__What to do__
From the entries, copy each line that includes "ScriptedDice".

START Stored data

//! Territory records and bounded text labels.

use serde::Serialize;

/// Maximum visible characters kept for a territory name.
pub const NAME_MAX_CHARS: usize = 29;

/// Maximum visible characters kept for a faction label.
///
/// Mission predicates compare against truncated labels, so the player's own
/// faction must go through [`bounded_label`] as well.
pub const OWNER_MAX_CHARS: usize = 9;

/// Truncate free text to at most `max_chars` characters.
#[must_use]
pub fn truncate_chars(text: &str, max_chars: usize) -> String {
    match text.char_indices().nth(max_chars) {
        Some((byte_idx, _)) => text[..byte_idx].to_string(),
        None => text.to_string(),
    }
}

/// Normalize a faction label the way the map stores it.
#[must_use]
pub fn bounded_label(label: &str) -> String {
    truncate_chars(label, OWNER_MAX_CHARS)
}

/// A single map cell: a name, the faction holding it, and its garrison.
#[derive(Debug, Clone, Default, PartialEq, Eq, Serialize)]
pub struct Territory {
    name: String,
    owner: String,
    troops: u32,
}

impl Territory {
    /// Create a territory, truncating `name` and `owner` to their bounds.
    #[must_use]
    pub fn new(name: &str, owner: &str, troops: u32) -> Self {
        Self {
            name: truncate_chars(name, NAME_MAX_CHARS),
            owner: bounded_label(owner),
            troops,
        }
    }

    /// Territory name.
    #[must_use]
    pub fn name(&self) -> &str {
        &self.name
    }

    /// Controlling faction.
    #[must_use]
    pub fn owner(&self) -> &str {
        &self.owner
    }

    /// Garrisoned troops.
    #[must_use]
    pub const fn troops(&self) -> u32 {
        self.troops
    }

    /// Check whether `faction` controls this territory (exact match).
    #[must_use]
    pub fn is_owned_by(&self, faction: &str) -> bool {
        self.owner == faction
    }

    pub(crate) fn set_troops(&mut self, troops: u32) {
        self.troops = troops;
    }

    /// Hand the territory over to the faction of `conqueror`.
    pub(crate) fn take_owner_from(&mut self, conqueror: &Territory) {
        self.owner.clone_from(&conqueror.owner);
    }
}

#[cfg(test)]
mod tests {
    use super::*;

    #[test]
    fn test_owner_truncated_to_nine_chars() {
        let t = Territory::new("Brasil", "Vermelhissimo", 3);
        assert_eq!(t.owner(), "Vermelhis");
        assert_eq!(t.owner().chars().count(), OWNER_MAX_CHARS);
    }

    #[test]
    fn test_name_truncated() {
        let long = "A".repeat(40);
        let t = Territory::new(&long, "Red", 1);
        assert_eq!(t.name().len(), NAME_MAX_CHARS);
    }

    #[test]
    fn test_truncation_respects_char_boundaries() {
        assert_eq!(truncate_chars("Açaílândia", 4), "Açaí");
        assert_eq!(truncate_chars("Red", 9), "Red");
        assert_eq!(truncate_chars("", 9), "");
    }

    #[test]
    fn test_short_labels_kept_verbatim() {
        let t = Territory::new("Chile", "Blue", 0);
        assert!(t.is_owned_by("Blue"));
        assert!(!t.is_owned_by("blue"));
        assert_eq!(t.troops(), 0);
    }

    #[test]
    fn test_take_owner_from() {
        let attacker = Territory::new("Peru", "Red", 4);
        let mut defender = Territory::new("Chile", "Blue", 1);
        defender.take_owner_from(&attacker);
        assert_eq!(defender.owner(), "Red");
        assert_eq!(defender.name(), "Chile");
    }
}
//! Combat resolution.
//!
//! One call resolves exactly one round: each side rolls a d6, the attacker
//! must roll strictly higher to win, and the loser of the round gives up a
//! single troop. When the defender runs out of troops the territory changes
//! hands and half of the attacking garrison (at least one troop) moves in.

use serde::Serialize;

use crate::error::{GameError, GameResult};
use crate::game::{Dice, Map, Territory};

/// Which side won a round.
#[derive(Debug, Clone, Copy, PartialEq, Eq, Serialize)]
#[serde(rename_all = "snake_case")]
pub enum RoundWinner {
    /// Attacker rolled strictly higher.
    Attacker,
    /// Defender rolled higher or tied.
    Defender,
}

/// Troop count of one territory before and after a round.
#[derive(Debug, Clone, Copy, PartialEq, Eq, Serialize)]
pub struct TroopChange {
    /// Troops before the round.
    pub before: u32,
    /// Troops after the round.
    pub after: u32,
}

impl TroopChange {
    /// Signed change in troops.
    #[must_use]
    pub fn delta(&self) -> i64 {
        i64::from(self.after) - i64::from(self.before)
    }
}

/// Everything the UI needs to narrate a round.
#[derive(Debug, Clone, Copy, PartialEq, Eq, Serialize)]
pub struct AttackOutcome {
    /// Attacker's die.
    pub attack_roll: u8,
    /// Defender's die.
    pub defense_roll: u8,
    /// Winner of the round.
    pub winner: RoundWinner,
    /// Attacking territory's garrison.
    pub attacker: TroopChange,
    /// Defending territory's garrison.
    pub defender: TroopChange,
    /// Whether the defending territory changed hands.
    pub conquered: bool,
    /// Troops moved into the conquered territory (0 without conquest).
    pub transferred: u32,
}

/// Troops that move into a freshly conquered territory.
#[must_use]
pub const fn conquest_transfer(attacker_troops: u32) -> u32 {
    let half = attacker_troops / 2;
    if half == 0 { 1 } else { half }
}

/// Resolve a single round between two territories.
///
/// Same-territory and same-faction checks belong to the caller (see
/// [`process_attack`]); the only check made here is that the attacker can
/// spare a troop.
///
/// # Errors
///
/// Returns [`GameError::InsufficientTroops`] if the attacker has one troop
/// or fewer. Neither territory is touched in that case.
pub fn resolve_attack<D: Dice + ?Sized>(
    attacker: &mut Territory,
    defender: &mut Territory,
    dice: &mut D,
) -> GameResult<AttackOutcome> {
    if attacker.troops() <= 1 {
        return Err(GameError::InsufficientTroops {
            troops: attacker.troops(),
        });
    }

    let attacker_before = attacker.troops();
    let defender_before = defender.troops();

    let attack_roll = dice.roll_d6();
    let defense_roll = dice.roll_d6();
    log::debug!(
        "{} ({}) rolls {attack_roll} against {} ({}) rolling {defense_roll}",
        attacker.name(),
        attacker.owner(),
        defender.name(),
        defender.owner()
    );

    let mut conquered = false;
    let mut transferred = 0;

    // Ties go to the defender
    let winner = if attack_roll > defense_roll {
        defender.set_troops(defender.troops().saturating_sub(1));
        if defender.troops() == 0 {
            transferred = conquest_transfer(attacker.troops());
            defender.take_owner_from(attacker);
            defender.set_troops(transferred);
            attacker.set_troops(attacker.troops() - transferred);
            conquered = true;
            log::info!(
                "{} conquered by {} with {transferred} troops",
                defender.name(),
                defender.owner()
            );
        }
        RoundWinner::Attacker
    } else {
        attacker.set_troops(attacker.troops() - 1);
        RoundWinner::Defender
    };

    Ok(AttackOutcome {
        attack_roll,
        defense_roll,
        winner,
        attacker: TroopChange {
            before: attacker_before,
            after: attacker.troops(),
        },
        defender: TroopChange {
            before: defender_before,
            after: defender.troops(),
        },
        conquered,
        transferred,
    })
}

/// Run the attack guards for two map positions, then resolve one round.
///
/// # Errors
///
/// - [`GameError::OutOfRange`] if either position is outside the map.
/// - [`GameError::SelfAttack`] if both positions are equal.
/// - [`GameError::SameFaction`] if both territories share an owner.
/// - [`GameError::InsufficientTroops`] if the attacker cannot spare a troop.
///
/// The map is unchanged whenever an error is returned.
pub fn process_attack<D: Dice + ?Sized>(
    map: &mut Map,
    attacker_pos: usize,
    defender_pos: usize,
    dice: &mut D,
) -> GameResult<AttackOutcome> {
    let (attacker, defender) = map.pair_mut(attacker_pos, defender_pos)?;
    if attacker.owner() == defender.owner() {
        return Err(GameError::SameFaction);
    }
    resolve_attack(attacker, defender, dice)
}
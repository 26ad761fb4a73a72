//! Check command implementation.

use super::output::{format_missions_text, JsonCheck};
use super::{CliError, OutputFormat};
use conquest::render::render_table;
use conquest::scenario::Scenario;
use conquest::GameConfig;
use conquest::game::bounded_label;
use std::path::PathBuf;

/// Execute the check command.
///
/// # Errors
///
/// Returns an error if the scenario cannot be loaded.
pub(crate) fn execute(scenario: PathBuf, format: OutputFormat) -> Result<(), CliError> {
    let scenario = Scenario::load(&scenario)?;
    let map = scenario.build_map(&GameConfig::default())?;
    let assigned = scenario.mission()?;
    let player = bounded_label(&scenario.player);

    match format {
        OutputFormat::Text => {
            print!("{}", render_table(&map));
            println!();
            print!("{}", format_missions_text(&map, &player, assigned));
        }
        OutputFormat::Json => {
            let json = serde_json::to_string_pretty(&JsonCheck::new(&map, &player, assigned))
                .map_err(|e| CliError::new(format!("JSON serialization failed: {e}")))?;
            println!("{json}");
        }
    }

    Ok(())
}
//! Plain-text rendering of the map and of battle results.
//!
//! Output format:
//! ```text
//! ID  | Name                      | Color      | Troops
//! ----------------------------------------------------------
//! 1   | Brasil                    | Red        | 5
//! 2   | Argentina                 | Blue       | 3
//! ```

// Allow format! with push_str for readability - the allocation overhead is negligible for text rendering
#![allow(clippy::format_push_string)]

use crate::game::{AttackOutcome, GameStatus, Map, Mission, RoundWinner, Territory};

const RULE: &str = "----------------------------------------------------------";

/// Render the map as a table, one row per territory in map order.
#[must_use]
pub fn render_table(map: &Map) -> String {
    let mut output = String::new();

    output.push_str(&format!(
        "{:<3} | {:<25} | {:<10} | {:<6}\n",
        "ID", "Name", "Color", "Troops"
    ));
    output.push_str(RULE);
    output.push('\n');

    for row in map.rows() {
        output.push_str(&format!(
            "{:<3} | {:<25} | {:<10} | {:<6}\n",
            row.position, row.name, row.owner, row.troops
        ));
    }

    output
}

/// Narrate a resolved round. `attacker` and `defender` are read after the round.
#[must_use]
pub fn render_battle(attacker: &Territory, defender: &Territory, outcome: &AttackOutcome) -> String {
    let mut output = String::new();

    output.push_str(&format!("Attack die: {}\n", outcome.attack_roll));
    output.push_str(&format!("Defense die: {}\n\n", outcome.defense_roll));

    match outcome.winner {
        RoundWinner::Attacker => {
            output.push_str("The attacker won the round!\n");
            if outcome.conquered {
                output.push_str(&format!(
                    "{} was conquered by the {} army! {} troops moved in.\n",
                    defender.name(),
                    defender.owner(),
                    outcome.transferred
                ));
            }
        }
        RoundWinner::Defender => output.push_str("The defender held the line!\n"),
    }

    output.push_str("\n--- After the battle ---\n");
    output.push_str(&format!(
        "{} ({}) - Troops: {} ({:+})\n",
        attacker.name(),
        attacker.owner(),
        attacker.troops(),
        outcome.attacker.delta()
    ));
    output.push_str(&format!(
        "{} ({}) - Troops: {} ({:+})\n",
        defender.name(),
        defender.owner(),
        defender.troops(),
        outcome.defender.delta()
    ));

    output
}

/// Describe the player's mission and whether it is complete.
#[must_use]
pub fn render_mission(mission: Mission, complete: bool) -> String {
    let state = if complete { "COMPLETE" } else { "in progress" };
    format!("Mission {}: {} [{state}]\n", mission.kind(), mission.description())
}

/// Closing banner for a finished game.
#[must_use]
pub fn render_game_over(status: GameStatus, map: &Map, player: &str) -> Option<String> {
    match status {
        GameStatus::Ongoing => None,
        GameStatus::MissionComplete => Some(format!(
            "VICTORY! The {player} army completed its mission.\n"
        )),
        GameStatus::Domination => {
            let owner = map.sole_owner().unwrap_or(player);
            Some(format!("TOTAL VICTORY! The {owner} army conquered every territory.\n"))
        }
    }
}

#[cfg(test)]
mod tests {
    use super::*;
    use crate::game::{resolve_attack, ScriptedDice};

    #[test]
    fn test_table_layout() {
        let map = Map::from_territories(
            vec![
                Territory::new("Brasil", "Red", 5),
                Territory::new("Argentina", "Blue", 3),
            ],
            2,
        )
        .unwrap();
        let table = render_table(&map);
        let lines: Vec<_> = table.lines().collect();

        assert_eq!(lines.len(), 4);
        assert!(lines[0].starts_with("ID  | Name"));
        assert_eq!(
            lines[2],
            "1   | Brasil                    | Red        | 5     "
        );
        assert!(lines[3].contains("Argentina"));
    }

    #[test]
    fn test_battle_narration_on_conquest() {
        let mut a = Territory::new("Brasil", "Red", 5);
        let mut d = Territory::new("Chile", "Blue", 1);
        let outcome = resolve_attack(&mut a, &mut d, &mut ScriptedDice::new([6, 1])).unwrap();

        let text = render_battle(&a, &d, &outcome);
        assert!(text.contains("Attack die: 6"));
        assert!(text.contains("Chile was conquered by the Red army! 2 troops moved in."));
        assert!(text.contains("Brasil (Red) - Troops: 3 (-2)"));
        assert!(text.contains("Chile (Red) - Troops: 2 (+1)"));
    }

    #[test]
    fn test_battle_narration_on_defense() {
        let mut a = Territory::new("Brasil", "Red", 5);
        let mut d = Territory::new("Chile", "Blue", 1);
        let outcome = resolve_attack(&mut a, &mut d, &mut ScriptedDice::new([2, 2])).unwrap();

        let text = render_battle(&a, &d, &outcome);
        assert!(text.contains("The defender held the line!"));
        assert!(!text.contains("conquered"));
    }

    #[test]
    fn test_game_over_banner() {
        let map = Map::from_territories(
            vec![Territory::new("A", "Red", 1), Territory::new("B", "Red", 1)],
            2,
        )
        .unwrap();
        assert!(render_game_over(GameStatus::Ongoing, &map, "Red").is_none());
        assert!(render_game_over(GameStatus::Domination, &map, "Blue")
            .unwrap()
            .contains("Red army conquered every territory"));
        assert!(render_mission(Mission::ConquerAll, true).contains("COMPLETE"));
    }
}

END Stored data

__Answer area__
    use crate::game::{resolve_attack, ScriptedDice};
        let outcome = resolve_attack(&mut a, &mut d, &mut ScriptedDice::new([6, 1])).unwrap();
        let outcome = resolve_attack(&mut a, &mut d, &mut ScriptedDice::new([2, 2])).unwrap();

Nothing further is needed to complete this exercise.